Difficile le nombre exact de personnes concernées, entre travail au noir, et travailleuses clandestines, les statistiques sont difficiles à établir. Selon IPERIA l'Institut, le "portail de la professionnalisation des emplois de la famille", il y aurait plus d'1.5 million d'assistant·e·s maternel·le·s et employé·e·s de maison salarié·e·s en France, dont près de 40% localisé·e·s en Ile-de-France et une majorité de femmes
Parmi les cinq organisations syndicales et associations qui appellent à rejoindre ce mouvement (syndicat CFDT des assistantes maternelles et salariés des services à la personne, UNSA - Syndicat National des Auxiliaires parentales et les Salariés du Particulier Employeur, Fédération CGT Commerce et Services, Amicale d'auxiliaire parentale et humanitaire, et ActionAid France) nous avons demandé à Mégane Ghorbani de ActionAid France, une association de solidarité internationale, de nous expliquer les difficultés à faire reconnaître les droits économiques et sociaux de cette catégorie professionnelle-là.
Le « care », le soin à la personne est d’abord confié aux femmes. Il leur est attribué « naturellement »
Mégane Ghorbani, ActionAidFrance
"La majorité des pays qui ont ratifié la Convention 189 sont plutôt des pays d’Amérique du Sud, ou d’Asie du Sud Est, ces régions où sont « concentrées » la plupart des travailleuses domestiques, même si le Parlement européen a recommandé en 2016 aux pays membres de l’UE de la ratifier. En juillet 2016, la France a justifié sa non ratification en invoquant la non différenciation de la Convention sur les statuts de migrants, qu’ils soient « légaux » ou en situation irrégulière, et en mettant en avant les protections déjà existantes. Or selon nous ces dispositifs ne sont pas suffisants, en particulier pour les jours fériés.
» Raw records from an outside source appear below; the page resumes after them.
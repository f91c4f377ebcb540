//! One dated, geolocated observation of an event.

use chrono::{DateTime, Datelike, Utc};
use serde::{Deserialize, Serialize};

use crate::models::{continent::Continent, coordinate::Coordinate, timestamp::opt_timestamp};

/// Flat occurrence row, as persisted in `occurrences.csv`.
///
/// Category ids/titles are comma-joined strings here; charting consumes them as-is.
#[derive(Debug, Clone, PartialEq, Serialize, Deserialize)]
pub struct Occurrence {
    pub event_id: String,
    #[serde(default)]
    pub event_title: String,
    #[serde(default)]
    pub category_ids: String,
    #[serde(default)]
    pub category_titles: String,
    #[serde(default, with = "opt_timestamp")]
    pub date: Option<DateTime<Utc>>,
    #[serde(default)]
    pub occurrence_type: Option<String>,
    #[serde(default)]
    pub longitude: Option<f64>,
    #[serde(default)]
    pub latitude: Option<f64>,
    #[serde(default)]
    pub region: Option<String>,
    #[serde(default)]
    pub country: Option<String>,
    #[serde(default)]
    pub continent: Option<Continent>,
    #[serde(default)]
    pub year: Option<i32>,
    #[serde(default)]
    pub month: Option<u32>,
    #[serde(default)]
    pub day: Option<u32>,
}

/// Identity of an occurrence row.
pub type OccurrenceKey = (String, Option<DateTime<Utc>>);

/// Geographic enrichment applied to a row in one step.
#[derive(Debug, Clone, Default, PartialEq)]
pub struct Enrichment {
    pub region: Option<String>,
    pub country: Option<String>,
    pub continent: Option<Continent>,
}

impl Occurrence {
    /// Column order of the persisted table; matches the field order above.
    pub const COLUMNS: &'static [&'static str] = &[
        "event_id",
        "event_title",
        "category_ids",
        "category_titles",
        "date",
        "occurrence_type",
        "longitude",
        "latitude",
        "region",
        "country",
        "continent",
        "year",
        "month",
        "day",
    ];

    /// A row carrying only event identity; date, type, coordinates and enrichment are null.
    pub fn bare(
        event_id: impl Into<String>,
        event_title: impl Into<String>,
        category_ids: impl Into<String>,
        category_titles: impl Into<String>,
    ) -> Self {
        Self {
            event_id: event_id.into(),
            event_title: event_title.into(),
            category_ids: category_ids.into(),
            category_titles: category_titles.into(),
            date: None,
            occurrence_type: None,
            longitude: None,
            latitude: None,
            region: None,
            country: None,
            continent: None,
            year: None,
            month: None,
            day: None,
        }
    }

    /// Sets the observation date and recomputes year/month/day.
    pub fn set_date(&mut self, date: Option<DateTime<Utc>>) {
        self.date = date;
        self.refresh_calendar_parts();
    }

    /// Recomputes year/month/day from `date`.
    pub fn refresh_calendar_parts(&mut self) {
        self.year = self.date.map(|d| d.year());
        self.month = self.date.map(|d| d.month());
        self.day = self.date.map(|d| d.day());
    }

    pub fn key(&self) -> OccurrenceKey {
        (self.event_id.clone(), self.date)
    }

    pub fn coordinate(&self) -> Option<Coordinate> {
        Coordinate::from_parts(self.latitude, self.longitude)
    }

    pub fn apply_enrichment(&mut self, enrichment: Enrichment) {
        let Enrichment {
            region,
            country,
            continent,
        } = enrichment;
        self.region = region;
        self.country = country;
        self.continent = continent;
    }

    /// True when the row has a valid coordinate pair but no geocoded fields yet.
    pub fn needs_enrichment(&self) -> bool {
        self.coordinate().is_some() && self.region.is_none() && self.country.is_none()
    }

    /// True for the stand-in row of an event that had no geometry at all.
    pub fn is_placeholder(&self) -> bool {
        self.date.is_none()
            && self.occurrence_type.is_none()
            && self.longitude.is_none()
            && self.latitude.is_none()
    }

    /// Hashable fingerprint of every column, used for exact-duplicate removal.
    pub fn fingerprint(&self) -> RowFingerprint {
        RowFingerprint {
            event_id: self.event_id.clone(),
            event_title: self.event_title.clone(),
            category_ids: self.category_ids.clone(),
            category_titles: self.category_titles.clone(),
            date: self.date,
            occurrence_type: self.occurrence_type.clone(),
            longitude: self.longitude.map(f64::to_bits),
            latitude: self.latitude.map(f64::to_bits),
            region: self.region.clone(),
            country: self.country.clone(),
            continent: self.continent,
            calendar: (self.year, self.month, self.day),
        }
    }
}

/// See [`Occurrence::fingerprint`]. Floats compare by bit pattern.
#[derive(Debug, Clone, PartialEq, Eq, Hash)]
pub struct RowFingerprint {
    event_id: String,
    event_title: String,
    category_ids: String,
    category_titles: String,
    date: Option<DateTime<Utc>>,
    occurrence_type: Option<String>,
    longitude: Option<u64>,
    latitude: Option<u64>,
    region: Option<String>,
    country: Option<String>,
    continent: Option<Continent>,
    calendar: (Option<i32>, Option<u32>, Option<u32>),
}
Pour nous les arguments avancés sont fallacieux, ils conduisent à une vulnérabilité encore plus forte des travailleuses, avec des contrats pas toujours adéquats, un travail non reconnu qui empêche toute régularisation et les maintient dans un cercle vicieux.
Les rapports successifs de l ‘OIT montrent que l’emploi décent n’est pas encore là pour ces travailleuses domestiques. C’est pour cela qu’il faut ratifier la Convention, pour qu’elles aient le droit de se syndiquer par exemple. Dans certains pays, dans la région du Golfe, par exemple, les travailleuses domestiques sont considérées appartenir à leur employeur.
Le maintien de ces travailleuses dans une situation de non droit est lié à ce sentier du « care », du soin à la personne, d’abord confié aux femmes, qui leur est attribué « naturellement ». Et donc, elles sont doublement « domestiques » en ce sens : elles sont en charge du « care » chez elle, et en dehors de la maison, chez leurs employeurs. Ce que l’on demande, c’est aussi que soient développés les services publics de ce secteur."